___ Excerpted data ___

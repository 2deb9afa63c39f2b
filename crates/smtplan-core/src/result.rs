//! Schedule result types
//!
//! The output of a `solve` call: status, dated task records, and the
//! statistics attached to them (line utilization, per-stage capacity,
//! deadline misses, changeovers). Nothing here persists beyond the call.

use chrono::NaiveDateTime;
use serde::{Deserialize, Serialize};

use crate::{LineId, ProductId, StageId};

// ============================================================================
// Status
// ============================================================================

/// Outcome classification of a solve call.
#[derive(Clone, Copy, Debug, PartialEq, Eq, Serialize, Deserialize)]
pub enum ScheduleStatus {
    /// The solver proved the makespan optimal
    Optimal,
    /// A schedule was found but optimality was not proven in the budget
    Feasible,
    /// The solver proved no schedule exists
    Infeasible,
    /// No solution found within the time budget
    Timeout,
    /// Structural input error detected before model construction
    InvalidInput,
    /// Every product's demand is already covered by stock
    NoProductionNeeded,
    /// Internal consistency error
    Error,
}

impl ScheduleStatus {
    /// True when the result carries a usable schedule.
    pub fn has_schedule(&self) -> bool {
        matches!(self, ScheduleStatus::Optimal | ScheduleStatus::Feasible)
    }

    pub fn as_str(&self) -> &'static str {
        match self {
            ScheduleStatus::Optimal => "OPTIMAL",
            ScheduleStatus::Feasible => "FEASIBLE",
            ScheduleStatus::Infeasible => "INFEASIBLE",
            ScheduleStatus::Timeout => "TIMEOUT",
            ScheduleStatus::InvalidInput => "INVALID_INPUT",
            ScheduleStatus::NoProductionNeeded => "NO_PRODUCTION_NEEDED",
            ScheduleStatus::Error => "ERROR",
        }
    }
}

impl std::fmt::Display for ScheduleStatus {
    fn fmt(&self, f: &mut std::fmt::Formatter<'_>) -> std::fmt::Result {
        write!(f, "{}", self.as_str())
    }
}

// ============================================================================
// Tasks
// ============================================================================

/// One scheduled work unit on one line, fully dated.
#[derive(Clone, Debug, PartialEq, Serialize, Deserialize)]
pub struct ScheduledTask {
    pub product_id: ProductId,
    /// Display name at this stage (per-stage name map or pattern)
    pub display_name: String,
    pub stage_id: StageId,
    pub stage_order: u32,
    pub stage_name: String,
    pub line_id: LineId,
    pub line_name: String,
    pub quantity: u32,
    /// Start on the working-minutes axis
    pub start_minute: i64,
    /// End on the working-minutes axis; `end - start = processing`
    pub end_minute: i64,
    /// Wall-clock equivalents of start/end
    pub start: NaiveDateTime,
    pub end: NaiveDateTime,
    pub processing_minutes: i64,
    /// Transfer wait inherited from the preceding stage
    pub stage_transfer_minutes: i64,
    /// Transfer wait caused by switching lines between stages
    pub line_transfer_minutes: i64,
    /// Product that ran before this one on the same (line, stage) track
    pub previous_product: Option<ProductId>,
    /// 1-based batch number within the split
    pub batch_number: u32,
    pub batch_count: u32,
}

// ============================================================================
// Statistics
// ============================================================================

/// A product whose last stage finished after its due date.
#[derive(Clone, Debug, PartialEq, Serialize, Deserialize)]
pub struct MissedDeadline {
    pub product_id: ProductId,
    pub due: NaiveDateTime,
    pub actual_end: NaiveDateTime,
    pub delay_minutes: i64,
    /// Delay expressed in whole working days
    pub delay_working_days: i64,
}

/// Required vs available working minutes for one stage across the fleet.
#[derive(Clone, Debug, PartialEq, Serialize, Deserialize)]
pub struct CapacityAnalysis {
    pub stage_id: StageId,
    pub stage_name: String,
    pub required_minutes: i64,
    pub available_minutes: i64,
    /// Set iff required exceeds available
    pub bottleneck: bool,
}

/// Busy vs available minutes for one line over the plan window.
#[derive(Clone, Debug, PartialEq, Serialize, Deserialize)]
pub struct LineUtilization {
    pub line_id: LineId,
    pub line_name: String,
    pub busy_minutes: i64,
    pub available_minutes: i64,
    /// `busy / available`, 0 when the line had no window
    pub utilization: f64,
}

/// Product switches observed on a line's stage tracks.
#[derive(Clone, Debug, PartialEq, Eq, Serialize, Deserialize)]
pub struct ChangeoverStats {
    pub line_id: LineId,
    pub changeovers: u32,
}

// ============================================================================
// Warnings
// ============================================================================

/// Non-fatal observations attached to a successful result.
#[derive(Clone, Copy, Debug, PartialEq, Eq, Serialize, Deserialize)]
pub enum WarningCode {
    BottleneckStage,
    PrioritySortApplied,
    LotSplitsMaterialized,
    DeadlineMissed,
}

impl WarningCode {
    pub fn as_str(&self) -> &'static str {
        match self {
            WarningCode::BottleneckStage => "bottleneck-stage",
            WarningCode::PrioritySortApplied => "priority-sort-applied",
            WarningCode::LotSplitsMaterialized => "lot-splits-materialized",
            WarningCode::DeadlineMissed => "deadline-missed",
        }
    }
}

impl std::fmt::Display for WarningCode {
    fn fmt(&self, f: &mut std::fmt::Formatter<'_>) -> std::fmt::Result {
        write!(f, "{}", self.as_str())
    }
}

#[derive(Clone, Debug, PartialEq, Eq, Serialize, Deserialize)]
pub struct Warning {
    pub code: WarningCode,
    pub message: String,
}

impl Warning {
    pub fn new(code: WarningCode, message: impl Into<String>) -> Self {
        Self {
            code,
            message: message.into(),
        }
    }
}

// ============================================================================
// Result
// ============================================================================

/// The complete outcome of one solve call.
#[derive(Clone, Debug, Serialize, Deserialize)]
pub struct ScheduleResult {
    pub status: ScheduleStatus,
    /// Minutes from the reference instant to the latest task end
    pub makespan_minutes: i64,
    pub solve_time_ms: u64,
    pub plan_start_date: Option<NaiveDateTime>,
    pub expected_completion_date: Option<NaiveDateTime>,
    pub tasks: Vec<ScheduledTask>,
    pub missed_deadlines: Vec<MissedDeadline>,
    pub capacity_analyses: Vec<CapacityAnalysis>,
    pub line_utilizations: Vec<LineUtilization>,
    pub changeover_stats: Vec<ChangeoverStats>,
    pub failure_reasons: Vec<String>,
    pub warnings: Vec<Warning>,
}

impl ScheduleResult {
    /// An empty result carrying only a status.
    pub fn empty(status: ScheduleStatus) -> Self {
        Self {
            status,
            makespan_minutes: 0,
            solve_time_ms: 0,
            plan_start_date: None,
            expected_completion_date: None,
            tasks: Vec::new(),
            missed_deadlines: Vec::new(),
            capacity_analyses: Vec::new(),
            line_utilizations: Vec::new(),
            changeover_stats: Vec::new(),
            failure_reasons: Vec::new(),
            warnings: Vec::new(),
        }
    }

    /// A failed result with diagnostic reasons.
    pub fn failed(status: ScheduleStatus, reasons: Vec<String>) -> Self {
        Self {
            failure_reasons: reasons,
            ..Self::empty(status)
        }
    }

    /// Tasks for one product, in start order.
    pub fn tasks_for(&self, product: &str) -> Vec<&ScheduledTask> {
        let mut tasks: Vec<&ScheduledTask> = self
            .tasks
            .iter()
            .filter(|t| t.product_id == product)
            .collect();
        tasks.sort_by_key(|t| (t.stage_order, t.batch_number, t.start_minute));
        tasks
    }
}

// ============================================================================
// Tests
// ============================================================================

#[cfg(test)]
mod tests {
    use super::*;

    #[test]
    fn status_display_matches_contract() {
        assert_eq!(ScheduleStatus::Optimal.to_string(), "OPTIMAL");
        assert_eq!(ScheduleStatus::InvalidInput.to_string(), "INVALID_INPUT");
        assert_eq!(
            ScheduleStatus::NoProductionNeeded.to_string(),
            "NO_PRODUCTION_NEEDED"
        );
    }

    #[test]
    fn only_solved_statuses_carry_schedules() {
        assert!(ScheduleStatus::Optimal.has_schedule());
        assert!(ScheduleStatus::Feasible.has_schedule());
        assert!(!ScheduleStatus::Timeout.has_schedule());
        assert!(!ScheduleStatus::Infeasible.has_schedule());
    }

    #[test]
    fn failed_result_keeps_reasons() {
        let result = ScheduleResult::failed(
            ScheduleStatus::InvalidInput,
            vec!["no stages configured".into()],
        );
        assert_eq!(result.status, ScheduleStatus::InvalidInput);
        assert_eq!(result.failure_reasons.len(), 1);
        assert!(result.tasks.is_empty());
    }
}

___

### Task goal
The line containing "pub fn has_schedule(&self)" marks the end. Please print exactly every line from the top of the data to it, both included, and nothing more.

### Response to the task
repository 2deb9afa63c39f2b
filename crates/smtplan-core/src/result.rs
//! Schedule result types
//!
//! The output of a `solve` call: status, dated task records, and the
//! statistics attached to them (line utilization, per-stage capacity,
//! deadline misses, changeovers). Nothing here persists beyond the call.

use chrono::NaiveDateTime;
use serde::{Deserialize, Serialize};

use crate::{LineId, ProductId, StageId};

// ============================================================================
// Status
// ============================================================================

/// Outcome classification of a solve call.
#[derive(Clone, Copy, Debug, PartialEq, Eq, Serialize, Deserialize)]
pub enum ScheduleStatus {
    /// The solver proved the makespan optimal
    Optimal,
    /// A schedule was found but optimality was not proven in the budget
    Feasible,
    /// The solver proved no schedule exists
    Infeasible,
    /// No solution found within the time budget
    Timeout,
    /// Structural input error detected before model construction
    InvalidInput,
    /// Every product's demand is already covered by stock
    NoProductionNeeded,
    /// Internal consistency error
    Error,
}

impl ScheduleStatus {
    /// True when the result carries a usable schedule.
    pub fn has_schedule(&self) -> bool {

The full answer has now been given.